Collected data:
╭──

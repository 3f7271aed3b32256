use serde::de::DeserializeOwned;
use serde::Deserialize;
use std::fs;
use std::path::{Path, PathBuf};

use crate::constants::{DEFAULT_CONFIG_PATH, DEFAULT_PORT, DEFAULT_SENTINEL, DEFAULT_STORE_PATH};
use crate::error::{BrandError, Result};
use crate::pipeline::processing::normalize::{NormalizationPolicy, UnresolvedTextPolicy};
use crate::pipeline::processing::replace::ReplaceStrategy;

pub const ENV_STORE_BACKEND: &str = "BRANDNORM_STORE_BACKEND";
pub const ENV_STORE_PATH: &str = "BRANDNORM_STORE_PATH";
pub const ENV_REPLACE_STRATEGY: &str = "BRANDNORM_REPLACE_STRATEGY";
pub const ENV_UNRESOLVED_TEXT: &str = "BRANDNORM_UNRESOLVED_TEXT";
pub const ENV_SENTINEL: &str = "BRANDNORM_SENTINEL";
pub const ENV_PORT: &str = "BRANDNORM_PORT";
pub const ENV_LOG_DIR: &str = "BRANDNORM_LOG_DIR";

#[derive(Debug, Clone, Default, Deserialize)]
#[serde(default)]
pub struct Config {
    pub store: StoreConfig,
    pub normalizer: NormalizerConfig,
    pub replace: ReplaceConfig,
    pub server: ServerConfig,
    pub logging: LoggingConfig,
}

#[derive(Debug, Clone, Copy, PartialEq, Eq, Default, Deserialize)]
#[serde(rename_all = "snake_case")]
pub enum StoreBackend {
    Memory,
    #[default]
    JsonFile,
}

#[derive(Debug, Clone, Deserialize)]
#[serde(default)]
pub struct StoreConfig {
    pub backend: StoreBackend,
    pub path: PathBuf,
}

impl Default for StoreConfig {
    fn default() -> Self {
        Self {
            backend: StoreBackend::JsonFile,
            path: PathBuf::from(DEFAULT_STORE_PATH),
        }
    }
}

#[derive(Debug, Clone, Deserialize)]
#[serde(default)]
pub struct NormalizerConfig {
    pub unresolved_text: UnresolvedTextPolicy,
    pub sentinel: String,
}

impl Default for NormalizerConfig {
    fn default() -> Self {
        Self {
            unresolved_text: UnresolvedTextPolicy::Sentinel,
            sentinel: DEFAULT_SENTINEL.to_string(),
        }
    }
}

#[derive(Debug, Clone, Default, Deserialize)]
#[serde(default)]
pub struct ReplaceConfig {
    pub strategy: ReplaceStrategy,
}

#[derive(Debug, Clone, Deserialize)]
#[serde(default)]
pub struct ServerConfig {
    pub port: u16,
}

impl Default for ServerConfig {
    fn default() -> Self {
        Self { port: DEFAULT_PORT }
    }
}

#[derive(Debug, Clone, Deserialize)]
#[serde(default)]
pub struct LoggingConfig {
    pub level: String,
    /// Directory for the rolling JSON log file; console only when unset
    pub dir: Option<PathBuf>,
}

impl Default for LoggingConfig {
    fn default() -> Self {
        Self {
            level: "info".to_string(),
            dir: None,
        }
    }
}

impl Config {
    /// Load configuration from `path`, or from `brandnorm.toml` when it exists,
    /// then apply environment overrides. Every key has a default.
    pub fn load(path: Option<&Path>) -> Result<Self> {
        let mut config = match path {
            Some(path) => Self::from_file(path)?,
            None if Path::new(DEFAULT_CONFIG_PATH).exists() => {
                Self::from_file(Path::new(DEFAULT_CONFIG_PATH))?
            }
            None => Self::default(),
        };
        config.apply_overrides(|key| std::env::var(key).ok())?;
        config.validate()?;
        Ok(config)
    }

    pub fn from_file(path: &Path) -> Result<Self> {
        let content = fs::read_to_string(path).map_err(|e| {
            BrandError::Config(format!(
                "Failed to read config file '{}': {}",
                path.display(),
                e
            ))
        })?;
        Self::from_toml_str(&content)
    }

    pub fn from_toml_str(content: &str) -> Result<Self> {
        let config: Config = toml::from_str(content)?;
        Ok(config)
    }

    /// Apply overrides from a key lookup (the process environment in production).
    pub fn apply_overrides<F>(&mut self, lookup: F) -> Result<()>
    where
        F: Fn(&str) -> Option<String>,
    {
        if let Some(raw) = lookup(ENV_STORE_BACKEND) {
            self.store.backend = parse_choice(ENV_STORE_BACKEND, &raw)?;
        }
        if let Some(raw) = lookup(ENV_STORE_PATH) {
            self.store.path = PathBuf::from(raw);
        }
        if let Some(raw) = lookup(ENV_REPLACE_STRATEGY) {
            self.replace.strategy = parse_choice(ENV_REPLACE_STRATEGY, &raw)?;
        }
        if let Some(raw) = lookup(ENV_UNRESOLVED_TEXT) {
            self.normalizer.unresolved_text = parse_choice(ENV_UNRESOLVED_TEXT, &raw)?;
        }
        if let Some(raw) = lookup(ENV_SENTINEL) {
            self.normalizer.sentinel = raw;
        }
        if let Some(raw) = lookup(ENV_PORT) {
            self.server.port = raw
                .trim()
                .parse()
                .map_err(|_| BrandError::Config(format!("{} must be a port number, got '{}'", ENV_PORT, raw)))?;
        }
        if let Some(raw) = lookup(ENV_LOG_DIR) {
            self.logging.dir = Some(PathBuf::from(raw));
        }
        Ok(())
    }

    pub fn validate(&self) -> Result<()> {
        if self.normalizer.unresolved_text == UnresolvedTextPolicy::Sentinel
            && self.normalizer.sentinel.trim().is_empty()
        {
            return Err(BrandError::Config(
                "normalizer.sentinel must be non-empty text when unresolved_text = \"sentinel\""
                    .to_string(),
            ));
        }
        if self.store.backend == StoreBackend::JsonFile && self.store.path.as_os_str().is_empty() {
            return Err(BrandError::Config(
                "store.path is required for the json_file backend".to_string(),
            ));
        }
        Ok(())
    }

    pub fn normalization_policy(&self) -> NormalizationPolicy {
        NormalizationPolicy {
            unresolved_text: self.normalizer.unresolved_text,
            sentinel: self.normalizer.sentinel.trim().to_string(),
        }
    }
}

/// Parse a snake_case choice the same way the TOML file spells it.
fn parse_choice<T: DeserializeOwned>(key: &str, raw: &str) -> Result<T> {
    serde_json::from_value(serde_json::Value::String(raw.trim().to_string()))
        .map_err(|_| BrandError::Config(format!("{} has unsupported value '{}'", key, raw)))
}
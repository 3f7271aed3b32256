pub mod constants;
pub mod config;
pub mod domain;
pub mod error;
pub mod observability;
pub mod pipeline;
pub mod server;
pub mod storage;

// Application layer orchestrating the pipeline against a store
pub mod app;

pub use domain::{CanonicalBrand, Document, RawRecord};
pub use error::{BrandError, DatasetReplaceError, ReplaceStage, Result, StoreError};
use super::{DocumentStore, StagedDataset};
use crate::domain::Document;
use crate::error::StoreResult;
use async_trait::async_trait;
use std::sync::Arc;
use tokio::sync::RwLock;
use tracing::debug;

/// In-memory document store for development/testing
#[derive(Clone)]
pub struct InMemoryStore {
    documents: Arc<RwLock<Vec<Document>>>,
}

impl Default for InMemoryStore {
    fn default() -> Self {
        Self::new()
    }
}

impl InMemoryStore {
    pub fn new() -> Self {
        Self::with_documents(Vec::new())
    }

    pub fn with_documents(documents: Vec<Document>) -> Self {
        Self {
            documents: Arc::new(RwLock::new(documents)),
        }
    }
}

#[async_trait]
impl DocumentStore for InMemoryStore {
    async fn read_all(&self) -> StoreResult<Vec<Document>> {
        Ok(self.documents.read().await.clone())
    }

    async fn count(&self) -> StoreResult<usize> {
        Ok(self.documents.read().await.len())
    }

    async fn clear(&self) -> StoreResult<usize> {
        let mut documents = self.documents.write().await;
        let removed = documents.len();
        documents.clear();
        debug!("Cleared {} documents", removed);
        Ok(removed)
    }

    async fn insert_many(&self, documents: Vec<Document>) -> StoreResult<usize> {
        let inserted = documents.len();
        self.documents.write().await.extend(documents);
        debug!("Inserted {} documents", inserted);
        Ok(inserted)
    }

    async fn stage(&self, documents: Vec<Document>) -> StoreResult<Box<dyn StagedDataset>> {
        debug!("Staged {} documents", documents.len());
        Ok(Box::new(InMemoryStaged {
            target: Arc::clone(&self.documents),
            documents,
        }))
    }
}

struct InMemoryStaged {
    target: Arc<RwLock<Vec<Document>>>,
    documents: Vec<Document>,
}

#[async_trait]
impl StagedDataset for InMemoryStaged {
    fn len(&self) -> usize {
        self.documents.len()
    }

    async fn swap_in(self: Box<Self>) -> StoreResult<usize> {
        let staged = *self;
        let mut live = staged.target.write().await;
        let previous = std::mem::replace(&mut *live, staged.documents);
        debug!("Swapped in {} documents, replacing {}", live.len(), previous.len());
        Ok(previous.len())
    }
}

#[cfg(test)]
mod tests {
    use super::*;
    use serde_json::json;

    fn doc(name: &str) -> Document {
        json!({ "brandName": name }).as_object().cloned().unwrap()
    }

    #[tokio::test]
    async fn staged_set_is_invisible_until_swapped() {
        let store = InMemoryStore::with_documents(vec![doc("old")]);
        let staged = store.stage(vec![doc("a"), doc("b")]).await.unwrap();
        assert_eq!(staged.len(), 2);
        assert_eq!(store.read_all().await.unwrap(), vec![doc("old")]);

        let replaced = staged.swap_in().await.unwrap();
        assert_eq!(replaced, 1);
        assert_eq!(store.read_all().await.unwrap(), vec![doc("a"), doc("b")]);
    }

    #[tokio::test]
    async fn dropping_staged_set_leaves_dataset_untouched() {
        let store = InMemoryStore::with_documents(vec![doc("old")]);
        drop(store.stage(vec![doc("new")]).await.unwrap());
        assert_eq!(store.read_all().await.unwrap(), vec![doc("old")]);
    }

    #[tokio::test]
    async fn clear_then_insert() {
        let store = InMemoryStore::with_documents(vec![doc("x"), doc("y")]);
        assert_eq!(store.clear().await.unwrap(), 2);
        assert_eq!(store.count().await.unwrap(), 0);
        assert_eq!(store.insert_many(vec![doc("z")]).await.unwrap(), 1);
        assert_eq!(store.read_all().await.unwrap(), vec![doc("z")]);
    }
}
//! Metrics for the brand normalizer
//!
//! Recording goes through the `metrics` facade; without an installed recorder
//! every call is a no-op. `init` installs the Prometheus recorder and keeps its
//! handle so the server can render `/metrics`.

use metrics_exporter_prometheus::{PrometheusBuilder, PrometheusHandle};
use once_cell::sync::OnceCell;
use std::fmt;

static METRICS_HANDLE: OnceCell<PrometheusHandle> = OnceCell::new();

/// Every metric name emitted by the crate
#[derive(Debug, Clone, Copy, PartialEq, Eq, Hash)]
pub enum MetricName {
    NormalizeRecordsRead,
    NormalizeRecordsEmitted,
    NormalizeRecordsRejected,
    NormalizeFieldsDefaulted,
    NormalizeBatchSize,
    ReplaceCommits,
    ReplaceDocumentsWritten,
    ReplaceFailures,
    RunDuration,
}

impl MetricName {
    pub fn as_str(&self) -> &'static str {
        match self {
            MetricName::NormalizeRecordsRead => "brandnorm_normalize_records_read_total",
            MetricName::NormalizeRecordsEmitted => "brandnorm_normalize_records_emitted_total",
            MetricName::NormalizeRecordsRejected => "brandnorm_normalize_records_rejected_total",
            MetricName::NormalizeFieldsDefaulted => "brandnorm_normalize_fields_defaulted_total",
            MetricName::NormalizeBatchSize => "brandnorm_normalize_batch_size",
            MetricName::ReplaceCommits => "brandnorm_replace_commits_total",
            MetricName::ReplaceDocumentsWritten => "brandnorm_replace_documents_written_total",
            MetricName::ReplaceFailures => "brandnorm_replace_failures_total",
            MetricName::RunDuration => "brandnorm_run_duration_seconds",
        }
    }
}

impl fmt::Display for MetricName {
    fn fmt(&self, f: &mut fmt::Formatter<'_>) -> fmt::Result {
        f.write_str(self.as_str())
    }
}

/// Install the Prometheus recorder. Calling it again is harmless.
pub fn init() -> Result<(), Box<dyn std::error::Error>> {
    if METRICS_HANDLE.get().is_some() {
        return Ok(());
    }
    let handle = PrometheusBuilder::new()
        .install_recorder()
        .map_err(|e| format!("Failed to install Prometheus recorder: {}", e))?;
    let _ = METRICS_HANDLE.set(handle);
    Ok(())
}

/// Current metrics in Prometheus text format, if the recorder is installed
pub fn render() -> Option<String> {
    METRICS_HANDLE.get().map(PrometheusHandle::render)
}

pub mod normalize {
    use super::MetricName;

    pub fn batch_processed(read: usize, emitted: usize, rejected: usize) {
        ::metrics::counter!(MetricName::NormalizeRecordsRead.as_str()).increment(read as u64);
        ::metrics::counter!(MetricName::NormalizeRecordsEmitted.as_str()).increment(emitted as u64);
        ::metrics::counter!(MetricName::NormalizeRecordsRejected.as_str())
            .increment(rejected as u64);
        ::metrics::histogram!(MetricName::NormalizeBatchSize.as_str()).record(read as f64);
    }

    /// A field fell back to its default or was left unresolved
    pub fn field_defaulted(field: &'static str, reason: &'static str) {
        ::metrics::counter!(
            MetricName::NormalizeFieldsDefaulted.as_str(),
            "field" => field,
            "reason" => reason
        )
        .increment(1);
    }
}

pub mod replace {
    use super::MetricName;
    use crate::error::ReplaceStage;

    pub fn committed(strategy: &'static str, written: usize) {
        ::metrics::counter!(MetricName::ReplaceCommits.as_str(), "strategy" => strategy)
            .increment(1);
        ::metrics::counter!(MetricName::ReplaceDocumentsWritten.as_str())
            .increment(written as u64);
    }

    pub fn failed(stage: ReplaceStage) {
        ::metrics::counter!(MetricName::ReplaceFailures.as_str(), "stage" => stage.as_str())
            .increment(1);
    }
}

pub fn run_duration(seconds: f64) {
    ::metrics::histogram!(MetricName::RunDuration.as_str()).record(seconds);
}

#[cfg(test)]
mod tests {
    use super::*;

    #[test]
    fn metric_names_follow_prometheus_conventions() {
        let names = [
            MetricName::NormalizeRecordsRead,
            MetricName::NormalizeFieldsDefaulted,
            MetricName::ReplaceCommits,
            MetricName::ReplaceFailures,
        ];
        for name in names {
            assert!(name.as_str().starts_with("brandnorm_"));
            assert!(name.as_str().ends_with("_total"));
        }
        assert!(MetricName::RunDuration.to_string().ends_with("_seconds"));
    }

    #[test]
    fn recording_without_recorder_is_a_no_op() {
        normalize::batch_processed(3, 2, 1);
        normalize::field_defaulted("yearFounded", "range_violation");
        replace::committed("staged_swap", 2);
    }
}
use crate::domain::Document;
use crate::error::StoreResult;
use async_trait::async_trait;

pub mod in_memory;
pub mod json_file;

pub use in_memory::InMemoryStore;
pub use json_file::JsonFileStore;

/// Document store holding the brand dataset.
///
/// The store is both the source of raw records and the sink for canonical
/// ones. `clear` + `insert_many` support the destructive replace; `stage`
/// supports the atomic one.
#[async_trait]
pub trait DocumentStore: Send + Sync {
    /// Every document currently in the dataset
    async fn read_all(&self) -> StoreResult<Vec<Document>>;

    async fn count(&self) -> StoreResult<usize>;

    /// Remove every document, returning how many were removed
    async fn clear(&self) -> StoreResult<usize>;

    /// Append documents, returning how many were written
    async fn insert_many(&self, documents: Vec<Document>) -> StoreResult<usize>;

    /// Write a complete replacement set to staging without touching the live dataset.
    async fn stage(&self, documents: Vec<Document>) -> StoreResult<Box<dyn StagedDataset>>;
}

/// A fully written replacement set waiting to be swapped in.
///
/// Dropping the handle without calling `swap_in` discards the staged set, so
/// staging never outlives a failed or cancelled run.
#[async_trait]
pub trait StagedDataset: Send {
    /// Number of documents staged
    fn len(&self) -> usize;

    fn is_empty(&self) -> bool {
        self.len() == 0
    }

    /// Make the staged set the live dataset in one step, returning how many
    /// documents it replaced.
    async fn swap_in(self: Box<Self>) -> StoreResult<usize>;
}

/// Open the store named by the configuration.
pub fn open(config: &crate::config::StoreConfig) -> std::sync::Arc<dyn DocumentStore> {
    use crate::config::StoreBackend;
    match config.backend {
        StoreBackend::Memory => std::sync::Arc::new(InMemoryStore::new()),
        StoreBackend::JsonFile => std::sync::Arc::new(JsonFileStore::new(&config.path)),
    }
}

╰──

What you have to do: Look over the records above and say how many lines hold the word "InMemoryStore", giving the number alone.

Exercise solution: 9